(Beginning of RECORDED DATA)
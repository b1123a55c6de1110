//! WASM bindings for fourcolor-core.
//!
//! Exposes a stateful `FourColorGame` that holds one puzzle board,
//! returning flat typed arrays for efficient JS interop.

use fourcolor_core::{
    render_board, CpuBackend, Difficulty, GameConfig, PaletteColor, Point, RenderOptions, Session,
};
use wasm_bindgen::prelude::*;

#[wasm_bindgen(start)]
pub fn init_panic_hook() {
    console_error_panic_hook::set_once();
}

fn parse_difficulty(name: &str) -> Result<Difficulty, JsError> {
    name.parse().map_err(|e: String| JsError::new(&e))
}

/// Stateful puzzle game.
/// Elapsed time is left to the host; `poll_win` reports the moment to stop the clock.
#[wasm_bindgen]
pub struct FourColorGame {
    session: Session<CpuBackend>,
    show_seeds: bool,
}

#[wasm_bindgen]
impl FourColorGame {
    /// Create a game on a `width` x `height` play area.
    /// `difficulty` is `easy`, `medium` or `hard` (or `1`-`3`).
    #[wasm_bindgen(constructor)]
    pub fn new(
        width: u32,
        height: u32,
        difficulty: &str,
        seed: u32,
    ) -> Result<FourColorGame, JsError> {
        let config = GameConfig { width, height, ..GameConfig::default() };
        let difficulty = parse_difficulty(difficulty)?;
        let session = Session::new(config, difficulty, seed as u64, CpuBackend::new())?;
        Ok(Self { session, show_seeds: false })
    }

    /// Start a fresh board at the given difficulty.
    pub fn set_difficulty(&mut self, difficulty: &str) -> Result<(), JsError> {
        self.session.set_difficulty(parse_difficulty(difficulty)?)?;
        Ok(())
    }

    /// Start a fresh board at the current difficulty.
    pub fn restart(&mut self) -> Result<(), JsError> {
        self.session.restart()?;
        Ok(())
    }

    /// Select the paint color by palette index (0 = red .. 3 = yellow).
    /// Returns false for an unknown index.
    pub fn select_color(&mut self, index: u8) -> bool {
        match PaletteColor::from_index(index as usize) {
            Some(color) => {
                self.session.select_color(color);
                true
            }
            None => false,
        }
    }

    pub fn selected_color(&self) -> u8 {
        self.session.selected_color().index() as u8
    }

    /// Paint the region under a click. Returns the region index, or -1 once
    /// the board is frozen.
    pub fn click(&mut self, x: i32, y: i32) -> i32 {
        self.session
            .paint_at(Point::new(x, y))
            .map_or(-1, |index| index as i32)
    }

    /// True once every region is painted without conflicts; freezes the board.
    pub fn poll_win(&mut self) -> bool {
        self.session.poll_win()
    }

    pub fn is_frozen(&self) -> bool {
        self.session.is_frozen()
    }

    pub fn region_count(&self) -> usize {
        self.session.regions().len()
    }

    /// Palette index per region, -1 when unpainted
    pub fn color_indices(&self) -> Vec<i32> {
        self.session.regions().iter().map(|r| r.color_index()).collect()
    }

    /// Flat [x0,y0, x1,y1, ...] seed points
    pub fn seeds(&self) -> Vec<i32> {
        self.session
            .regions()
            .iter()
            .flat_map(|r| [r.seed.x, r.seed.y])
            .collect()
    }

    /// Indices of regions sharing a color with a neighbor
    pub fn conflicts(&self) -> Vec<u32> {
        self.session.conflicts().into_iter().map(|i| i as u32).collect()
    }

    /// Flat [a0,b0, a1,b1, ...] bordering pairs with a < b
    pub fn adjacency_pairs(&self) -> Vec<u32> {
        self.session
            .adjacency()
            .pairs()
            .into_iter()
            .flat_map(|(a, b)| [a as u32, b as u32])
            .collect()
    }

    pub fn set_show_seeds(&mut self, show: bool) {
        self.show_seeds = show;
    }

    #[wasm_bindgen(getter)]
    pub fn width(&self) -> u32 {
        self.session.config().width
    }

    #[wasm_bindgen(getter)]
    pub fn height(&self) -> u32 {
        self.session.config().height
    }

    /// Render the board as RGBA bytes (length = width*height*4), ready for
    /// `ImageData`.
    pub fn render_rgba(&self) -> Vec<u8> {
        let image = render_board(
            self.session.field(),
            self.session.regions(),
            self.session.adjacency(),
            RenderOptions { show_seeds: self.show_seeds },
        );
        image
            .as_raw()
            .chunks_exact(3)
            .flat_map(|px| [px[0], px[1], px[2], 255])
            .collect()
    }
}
(End of RECORDED DATA)
(Beginning of RECORDED DATA)
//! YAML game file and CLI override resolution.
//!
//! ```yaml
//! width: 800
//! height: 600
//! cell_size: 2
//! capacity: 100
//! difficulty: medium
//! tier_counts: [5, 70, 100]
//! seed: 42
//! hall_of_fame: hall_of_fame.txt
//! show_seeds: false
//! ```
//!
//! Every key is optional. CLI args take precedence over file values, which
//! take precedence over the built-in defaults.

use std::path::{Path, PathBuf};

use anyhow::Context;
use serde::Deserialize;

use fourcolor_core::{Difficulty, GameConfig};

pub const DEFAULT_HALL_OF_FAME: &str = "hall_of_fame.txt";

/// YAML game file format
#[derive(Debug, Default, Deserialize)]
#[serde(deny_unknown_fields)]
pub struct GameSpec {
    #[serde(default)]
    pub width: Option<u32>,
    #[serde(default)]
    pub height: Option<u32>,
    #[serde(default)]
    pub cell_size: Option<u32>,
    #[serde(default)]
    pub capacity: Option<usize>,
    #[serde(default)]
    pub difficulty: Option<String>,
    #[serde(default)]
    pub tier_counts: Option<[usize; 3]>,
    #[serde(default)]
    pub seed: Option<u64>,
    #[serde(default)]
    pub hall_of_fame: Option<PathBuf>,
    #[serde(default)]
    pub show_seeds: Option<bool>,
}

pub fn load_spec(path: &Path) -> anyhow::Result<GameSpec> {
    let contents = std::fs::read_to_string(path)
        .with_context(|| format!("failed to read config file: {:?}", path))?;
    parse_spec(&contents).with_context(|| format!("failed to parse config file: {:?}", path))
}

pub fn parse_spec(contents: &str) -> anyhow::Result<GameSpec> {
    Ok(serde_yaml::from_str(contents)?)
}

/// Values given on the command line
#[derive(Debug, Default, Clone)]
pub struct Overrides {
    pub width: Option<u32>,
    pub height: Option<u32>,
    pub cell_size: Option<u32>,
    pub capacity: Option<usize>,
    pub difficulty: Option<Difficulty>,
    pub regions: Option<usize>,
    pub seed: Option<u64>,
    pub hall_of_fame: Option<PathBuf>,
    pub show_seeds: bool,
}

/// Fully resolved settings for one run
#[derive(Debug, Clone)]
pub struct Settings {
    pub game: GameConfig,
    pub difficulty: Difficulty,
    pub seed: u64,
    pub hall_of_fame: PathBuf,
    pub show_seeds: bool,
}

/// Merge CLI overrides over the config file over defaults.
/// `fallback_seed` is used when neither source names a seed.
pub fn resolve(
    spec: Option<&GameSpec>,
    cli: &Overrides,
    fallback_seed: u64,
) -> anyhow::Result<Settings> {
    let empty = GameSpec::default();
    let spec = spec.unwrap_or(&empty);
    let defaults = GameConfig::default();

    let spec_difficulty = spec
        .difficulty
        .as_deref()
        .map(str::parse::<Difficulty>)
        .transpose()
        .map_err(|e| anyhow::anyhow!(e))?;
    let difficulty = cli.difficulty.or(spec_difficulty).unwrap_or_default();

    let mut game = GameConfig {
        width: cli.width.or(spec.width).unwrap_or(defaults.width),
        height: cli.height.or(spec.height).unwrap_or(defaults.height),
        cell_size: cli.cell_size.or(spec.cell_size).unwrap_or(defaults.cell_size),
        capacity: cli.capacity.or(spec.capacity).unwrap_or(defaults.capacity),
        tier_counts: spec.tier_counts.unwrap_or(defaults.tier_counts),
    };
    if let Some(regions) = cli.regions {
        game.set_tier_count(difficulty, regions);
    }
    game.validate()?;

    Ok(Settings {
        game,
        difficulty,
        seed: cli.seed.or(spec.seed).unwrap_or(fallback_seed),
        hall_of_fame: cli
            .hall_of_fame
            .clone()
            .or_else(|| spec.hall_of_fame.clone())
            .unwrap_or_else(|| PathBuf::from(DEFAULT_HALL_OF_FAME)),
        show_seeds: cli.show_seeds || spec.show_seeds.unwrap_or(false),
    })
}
(End of RECORDED DATA)
> **WHAT TO DO**:
Return word for word the lines above from the line with "the built-in defaults." to the line with "game file format", including both and leaving out all others.

> **EXERCISE RESPONSE**:
//! take precedence over the built-in defaults.

use std::path::{Path, PathBuf};

use anyhow::Context;
use serde::Deserialize;

use fourcolor_core::{Difficulty, GameConfig};

pub const DEFAULT_HALL_OF_FAME: &str = "hall_of_fame.txt";

/// YAML game file format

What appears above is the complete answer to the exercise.